“Point of Departure”: A Profile of Producer Scott Solter
This story first appeared in Trust Me, I’m a Scientist, December 3, 2012.
“I wasn’t interested in recording music because I particularly enjoyed putting up microphones,” says producer and engineer Scott Solter. “I wasn’t somebody who understood anything technical about audio – or anything technical at all.”
This might come as something of a surprise to anyone who has worked with Solter, or heard his productions. He’s an exceptionally creative engineer and a bona fide sound wizard known for more than a decade’s worth of work with artists like John Vanderslice, Spoon, Mountain Goats, Pattern is Movement, and Superchunk.
Though years of constant recording have allowed him to establish his formidable technical skill, Scott insists it was a vision for sound that drove him from the beginning. “I went into engineering with a purely aesthetic appetite,” he recalls.
Solter, a California native who worked for years in San Francisco studios like Tiny Telephone, now calls a bucolic stretch of North Carolina’s ‘Triangle’ area home. His masterful catalog of work and dauntless approach to shaping sound continues to keep him very busy.

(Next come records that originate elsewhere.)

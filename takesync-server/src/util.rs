use std::sync::{Mutex, MutexGuard, PoisonError, RwLock, RwLockReadGuard, RwLockWriteGuard};
use std::time::Duration;
use tokio::time::Instant;
use tokio_util::sync::CancellationToken;

/// Granularity at which sleeping loops notice cancellation.
pub const CANCEL_TICK: Duration = Duration::from_millis(100);

/// Sleep for `duration` in [`CANCEL_TICK`] steps.
///
/// Returns `false` as soon as `cancel` fires, `true` once the full time passed.
pub async fn sleep_cancellable(duration: Duration, cancel: &CancellationToken) -> bool {
    let deadline = Instant::now() + duration;
    loop {
        if cancel.is_cancelled() {
            return false;
        }
        let now = Instant::now();
        if now >= deadline {
            return true;
        }
        tokio::time::sleep((deadline - now).min(CANCEL_TICK)).await;
    }
}

// Poison-tolerant guards: the data behind these locks stays valid after a panic.

pub(crate) fn read<T>(lock: &RwLock<T>) -> RwLockReadGuard<'_, T> {
    lock.read().unwrap_or_else(PoisonError::into_inner)
}

pub(crate) fn write<T>(lock: &RwLock<T>) -> RwLockWriteGuard<'_, T> {
    lock.write().unwrap_or_else(PoisonError::into_inner)
}

pub(crate) fn lock<T>(lock: &Mutex<T>) -> MutexGuard<'_, T> {
    lock.lock().unwrap_or_else(PoisonError::into_inner)
}

#[cfg(test)]
mod tests {
    use super::*;

    #[tokio::test(start_paused = true)]
    async fn test_sleep_runs_to_completion() {
        let cancel = CancellationToken::new();
        let start = Instant::now();
        assert!(sleep_cancellable(Duration::from_millis(350), &cancel).await);
        assert_eq!(start.elapsed(), Duration::from_millis(350));
    }

    #[tokio::test(start_paused = true)]
    async fn test_sleep_aborts_within_a_tick() {
        let cancel = CancellationToken::new();
        let trigger = cancel.clone();
        tokio::spawn(async move {
            tokio::time::sleep(Duration::from_millis(250)).await;
            trigger.cancel();
        });
        let start = Instant::now();
        assert!(!sleep_cancellable(Duration::from_secs(15), &cancel).await);
        assert!(start.elapsed() <= Duration::from_millis(300));
    }
}
//! Application settings.
//!
//! Stored as JSON at `<config dir>/takesync/settings.json` unless `--config`
//! names another file. A missing file means defaults; a file that does not
//! parse is an error rather than being silently replaced.

use directories::ProjectDirs;
use serde::{Deserialize, Serialize};
use std::fs;
use std::io::{BufReader, BufWriter, Write};
use std::path::{Path, PathBuf};
use std::time::Duration;

use takesync_core::{DeviceEndpoint, ReconnectPolicy};

use crate::capture::LinkSettings;
use crate::error::SyncError;
use crate::orchestrator::OrchestratorSettings;
use crate::recorder::EngineSettings;

const SETTINGS_FILE: &str = "settings.json";

pub fn get_project_dirs() -> Option<ProjectDirs> {
    ProjectDirs::from("com", "takesync", "takesync")
}

/// Default location of the settings file, if the platform has one.
pub fn default_path() -> Option<PathBuf> {
    get_project_dirs().map(|dirs| dirs.config_dir().join(SETTINGS_FILE))
}

#[derive(Debug, Clone, PartialEq, Serialize, Deserialize)]
#[serde(default, rename_all = "snake_case")]
pub struct BridgeSettings {
    /// Address the message transport listens on
    pub listen: String,
    /// Address outbound messages are sent to
    pub broadcast: String,
}

impl Default for BridgeSettings {
    fn default() -> Self {
        BridgeSettings {
            listen: "0.0.0.0:5555".to_string(),
            broadcast: "255.255.255.255:9000".to_string(),
        }
    }
}

#[derive(Debug, Clone, PartialEq, Serialize, Deserialize)]
#[serde(default, rename_all = "snake_case")]
pub struct RecorderSettings {
    pub enabled: bool,
    /// Start and stop the recorders when the capture source does
    pub sync_with_capture: bool,
    pub devices: Vec<DeviceEndpoint>,
    pub command_timeout_ms: u64,
    pub poll_interval_ms: u64,
    pub reconnect_delay_ms: u64,
}

impl Default for RecorderSettings {
    fn default() -> Self {
        let engine = EngineSettings::default();
        RecorderSettings {
            enabled: true,
            sync_with_capture: true,
            devices: vec![
                DeviceEndpoint::new(1, "10.0.0.51", takesync_core::protocol::DEFAULT_PORT),
                DeviceEndpoint::new(2, "10.0.0.52", takesync_core::protocol::DEFAULT_PORT),
                DeviceEndpoint::new(3, "10.0.0.53", takesync_core::protocol::DEFAULT_PORT),
            ],
            command_timeout_ms: engine.command_timeout.as_millis() as u64,
            poll_interval_ms: engine.poll_interval.as_millis() as u64,
            reconnect_delay_ms: engine.reconnect_delay.as_millis() as u64,
        }
    }
}

#[derive(Debug, Clone, PartialEq, Serialize, Deserialize)]
#[serde(default, rename_all = "snake_case")]
pub struct CaptureSettings {
    /// Process names that identify the capture controller
    pub process_names: Vec<String>,
    pub host: String,
    pub reconnect: ReconnectPolicy,
}

impl Default for CaptureSettings {
    fn default() -> Self {
        CaptureSettings {
            process_names: vec!["ShogunLive".to_string(), "Shogun Live".to_string()],
            host: "localhost".to_string(),
            reconnect: ReconnectPolicy::default(),
        }
    }
}

#[derive(Debug, Clone, Default, PartialEq, Serialize, Deserialize)]
#[serde(default)]
pub struct AppConfig {
    pub bridge: BridgeSettings,
    pub recorders: RecorderSettings,
    pub capture: CaptureSettings,
    #[serde(skip)]
    path: Option<PathBuf>,
}

impl AppConfig {
    /// Load from `path`, or from the default location when `None`.
    pub fn load(path: Option<&Path>) -> Result<Self, SyncError> {
        let path = match path {
            Some(p) => p.to_path_buf(),
            None => match default_path() {
                Some(p) => p,
                None => {
                    log::warn!("no configuration directory on this platform, using defaults");
                    return Ok(Self::default());
                }
            },
        };

        let file = match fs::File::open(&path) {
            Ok(f) => f,
            Err(e) if e.kind() == std::io::ErrorKind::NotFound => {
                log::info!("{} not found, using defaults", path.display());
                return Ok(AppConfig {
                    path: Some(path),
                    ..Self::default()
                });
            }
            Err(e) => {
                return Err(SyncError::Config(format!("{}: {}", path.display(), e)));
            }
        };

        let mut config: AppConfig = serde_json::from_reader(BufReader::new(file))
            .map_err(|e| SyncError::Config(format!("{}: {}", path.display(), e)))?;
        config
            .capture
            .reconnect
            .validate()
            .map_err(|e| SyncError::Config(format!("{}: {}", path.display(), e)))?;
        log::info!("loaded settings from {}", path.display());
        config.path = Some(path);
        Ok(config)
    }

    /// Where [`save`](Self::save) writes.
    pub fn path(&self) -> Option<&Path> {
        self.path.as_deref()
    }

    pub fn with_path(mut self, path: PathBuf) -> Self {
        self.path = Some(path);
        self
    }

    pub fn save(&self) -> Result<PathBuf, SyncError> {
        let path = self
            .path
            .clone()
            .or_else(default_path)
            .ok_or_else(|| SyncError::Config("no location to save settings".to_string()))?;
        if let Some(dir) = path.parent() {
            fs::create_dir_all(dir)
                .map_err(|e| SyncError::Config(format!("{}: {}", dir.display(), e)))?;
        }
        let file = fs::File::create(&path)
            .map_err(|e| SyncError::Config(format!("{}: {}", path.display(), e)))?;
        let mut writer = BufWriter::new(file);
        serde_json::to_writer_pretty(&mut writer, self)
            .map_err(|e| SyncError::Config(e.to_string()))?;
        writer
            .flush()
            .map_err(|e| SyncError::Config(format!("{}: {}", path.display(), e)))?;
        log::info!("saved settings to {}", path.display());
        Ok(path)
    }

    pub fn engine_settings(&self) -> EngineSettings {
        let r = &self.recorders;
        EngineSettings {
            command_timeout: Duration::from_millis(r.command_timeout_ms),
            poll_interval: Duration::from_millis(r.poll_interval_ms),
            reconnect_delay: Duration::from_millis(r.reconnect_delay_ms),
            ..EngineSettings::default()
        }
    }

    pub fn link_settings(&self) -> LinkSettings {
        LinkSettings {
            reconnect: self.capture.reconnect,
            ..LinkSettings::default()
        }
    }

    pub fn orchestrator_settings(&self) -> OrchestratorSettings {
        OrchestratorSettings {
            recorders_enabled: self.recorders.enabled,
            sync_with_capture: self.recorders.sync_with_capture,
        }
    }

    /// Enabled recorder endpoints, or none when recorders are switched off.
    pub fn active_devices(&self) -> Vec<DeviceEndpoint> {
        if !self.recorders.enabled {
            return Vec::new();
        }
        self.recorders
            .devices
            .iter()
            .filter(|d| d.enabled)
            .cloned()
            .collect()
    }
}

This year marked the third time I worked on a record that Solter had helmed, and we came to record with him at a personal studio, built out of a converted barn on a sprawling residential property. When he agreed to share some of his insights about recording with me, I found him a fiery intellectual with a penchant for language and aesthetics. He was so natural in this role that I was surprised to hear he generally eschews interviews.
Scott entered the world of audio engineering around 1999, thanks to a creative fire sparked while listening to David Sylvian’s “Gone to Earth”. He began recording bands for free, under the sole condition that he be given “an influence over the aesthetic nature of the record.” This, he quickly adds, was not to control the music, but to have a voice within it, and to apply his own creative instincts.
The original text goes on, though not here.